Mereka ingin tinggal dalam keadaan dimana Allah amat berkenan dan sepanjang keadaan itu menyenangkan Allah. Mereka tak bisa berbuat dosa lagi, ataupun menjalankan tindakan yang kurang sabar sedikitpun juga, ataupun melakukan ketidak-sempurnaan yang kecil sekalipun. Mereka mengasihi Allah lebih besar dari pada mengasihi dirinya sendiri ataupun mengasihi segala benda lainnya. Mereka mengasihi Allah dengan kasih yang sempurna, murni, tulus, tanpa pamrih. Mereka dihibur oleh para malaikat. Mereka diyakinkan akan keselamatan kekal mereka, dan mereka dipenuhi dengan pengharapan yang tak bisa dikecewakan lagi. Kesedihan terbesar mereka disembuhkan oleh damai yang besar. Jika melihat penderitaan mereka, mereka adalah seperti di neraka. Namun jika melihat kesenangan yang diberikan kepada hati mereka, oleh sifat kemurahan hati, kemurahan hati yang lebih kuat dari pada kematian, dan lebih kuat dari pada neraka, maka mereka tergolong makhluk Surgawi. Kemurahan hati yang lampu-lampunya adalah nyala api (Kid. 8). “Keadaan yang berbahagia”, demikian kata Uskup yang suci itu, “yang lebih menggiurkan dari pada kedahsyatan, karena nyala apinya adalah nyala api kasih dan kemurahan hati”.

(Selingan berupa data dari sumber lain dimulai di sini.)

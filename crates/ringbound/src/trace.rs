//! Structured logging for ringbound.
//!
//! Enable with `--features tracing`. The macros become no-ops when the
//! feature is disabled, so the buffer's hot paths carry no logging cost.

/// Install a `tracing-subscriber` fmt layer filtered by `RUST_LOG`.
///
/// Falls back to `ringbound_rs=debug` when `RUST_LOG` is unset. Calling it
/// more than once is harmless. Does nothing without the `tracing` feature.
#[cfg(feature = "tracing")]
pub fn init_tracing() {
    use tracing_subscriber::{fmt, prelude::*, EnvFilter};

    let filter =
        EnvFilter::try_from_default_env().unwrap_or_else(|_| EnvFilter::new("ringbound_rs=debug"));

    let _ = tracing_subscriber::registry()
        .with(
            fmt::layer()
                .with_target(true)
                .with_thread_names(true)
                .with_timer(fmt::time::uptime()),
        )
        .with(filter)
        .try_init();
}

#[cfg(not(feature = "tracing"))]
pub const fn init_tracing() {}

#[cfg(feature = "tracing")]
pub(crate) use tracing::{debug, trace};

#[cfg(not(feature = "tracing"))]
macro_rules! trace_noop {
    ($($arg:tt)*) => {};
}

#[cfg(not(feature = "tracing"))]
macro_rules! debug_noop {
    ($($arg:tt)*) => {};
}

#[cfg(not(feature = "tracing"))]
pub(crate) use debug_noop as debug;
#[cfg(not(feature = "tracing"))]
pub(crate) use trace_noop as trace;
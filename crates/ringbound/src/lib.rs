//! RingBound - Bounded Blocking Ring Buffer
//!
//! A fixed-capacity FIFO ring buffer shared between any number of producer
//! and consumer threads. Producers block while it is full, consumers block
//! while it is empty, and nobody busy-waits: one mutex guards the ring and
//! two condition variables carry the "space freed" / "item published"
//! signals.
//!
//! # Key Features
//!
//! - Backpressure in both directions with bounded memory
//! - Full capacity utilisation (an occupancy counter, no wasted slot)
//! - Drain-before-close shutdown: `close()` wakes every waiter, queued items
//!   are still delivered, then consumers see `Closed`
//! - Non-blocking (`try_*`) and deadline-bounded (`*_timeout`) variants
//! - `Channel` handles that close automatically when the last producer drops
//!
//! # Example
//!
//! ```
//! use ringbound_rs::{BoundedRingBuffer, BufferError};
//!
//! let buffer = BoundedRingBuffer::new(4);
//!
//! buffer.put(1).unwrap();
//! buffer.put(2).unwrap();
//! buffer.close();
//!
//! // Queued items survive close
//! assert_eq!(buffer.take(), Ok(1));
//! assert_eq!(buffer.take(), Ok(2));
//! assert_eq!(buffer.take(), Err(BufferError::Closed));
//!
//! // Puts are refused and the item is handed back
//! let err = buffer.put(3).unwrap_err();
//! assert!(err.is_closed());
//! assert_eq!(err.into_inner(), 3);
//! ```

mod buffer;
mod channel;
mod config;
mod error;
mod invariants;
mod metrics;
mod sync;
mod trace;

pub use buffer::{BoundedRingBuffer, Iter, TryIter};
pub use channel::{Channel, Consumer, IntoIter, Producer};
pub use config::{Config, HIGH_THROUGHPUT_CONFIG, LOW_LATENCY_CONFIG};
pub use error::{BufferError, PutError};
pub use metrics::{Metrics, MetricsSnapshot};
pub use trace::init_tracing;
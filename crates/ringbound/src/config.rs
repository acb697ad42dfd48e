use crate::BufferError;

/// Configuration for [`BoundedRingBuffer`](crate::BoundedRingBuffer) and [`Channel`](crate::Channel).
#[derive(Debug, Clone, Copy, PartialEq, Eq)]
pub struct Config {
    /// Number of slots (default: 1024). Fixed for the buffer's lifetime.
    pub capacity: usize,
    /// Enable metrics collection (slight overhead)
    pub enable_metrics: bool,
}

impl Config {
    /// Creates a new configuration with custom settings.
    pub const fn new(capacity: usize, enable_metrics: bool) -> Self {
        Self {
            capacity,
            enable_metrics,
        }
    }

    /// Sets the number of slots.
    pub const fn with_capacity(mut self, capacity: usize) -> Self {
        self.capacity = capacity;
        self
    }

    /// Enables or disables metrics collection.
    pub const fn with_metrics(mut self, enable: bool) -> Self {
        self.enable_metrics = enable;
        self
    }

    /// Checks that the configuration can build a buffer.
    pub const fn validate(&self) -> Result<(), BufferError> {
        if self.capacity == 0 {
            return Err(BufferError::InvalidCapacity {
                capacity: self.capacity,
            });
        }
        Ok(())
    }
}

impl Default for Config {
    fn default() -> Self {
        Self {
            capacity: 1024,
            enable_metrics: false,
        }
    }
}

/// Low latency configuration (64 slots, producers feel backpressure early)
pub const LOW_LATENCY_CONFIG: Config = Config::new(64, false);

/// High throughput configuration (64K slots)
pub const HIGH_THROUGHPUT_CONFIG: Config = Config::new(1 << 16, false);

#[cfg(test)]
mod tests {
    use super::*;

    #[test]
    fn test_default_config() {
        let config = Config::default();
        assert_eq!(config.capacity, 1024);
        assert!(!config.enable_metrics);
        assert!(config.validate().is_ok());
    }

    #[test]
    fn test_builder() {
        let config = Config::default().with_capacity(8).with_metrics(true);
        assert_eq!(config, Config::new(8, true));
    }

    #[test]
    fn test_zero_capacity_rejected() {
        assert_eq!(
            Config::new(0, false).validate(),
            Err(BufferError::InvalidCapacity { capacity: 0 })
        );
    }

    #[test]
    fn test_presets_valid() {
        assert!(LOW_LATENCY_CONFIG.validate().is_ok());
        assert!(HIGH_THROUGHPUT_CONFIG.validate().is_ok());
        assert!(LOW_LATENCY_CONFIG.capacity < HIGH_THROUGHPUT_CONFIG.capacity);
    }
}
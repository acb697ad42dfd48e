//! Lock primitives used by the buffer.
//!
//! Under the `loom` feature these resolve to loom's model-checked versions so
//! the real `BoundedRingBuffer` can be explored by `loom::model`.

#[cfg(feature = "loom")]
pub(crate) use loom::sync::{Condvar, Mutex, MutexGuard};

#[cfg(not(feature = "loom"))]
pub(crate) use std::sync::{Condvar, Mutex, MutexGuard};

Demikianlah ajaran para doktor Gereja, dari mana kita bisa mengerti bahwa jika sakitnya Api Penyucian adalah berat dan keras, tetapi hal itu terjadi bukannya tanpa penghiburan. Ketika Tuhan memberikan salibNya kepada kita didalam kehidupan ini, Dia sekaligus mencurahkan rahmatNya yang terbesar, dan didalam memurnikan jiwa-jiwa didalam Api Penyucian seperti emas didalam mangkuk pembakar, Tuhan menenangkan keganasan nyala api itu dengan penghiburan yang tak terkatakan besarnya. Kita tak boleh lupa akan adanya unsur penghiburan ini, sisi yang terang dari gambaran suram dari Api Penyucian, yang akan kita lihat lebih jauh lagi nanti.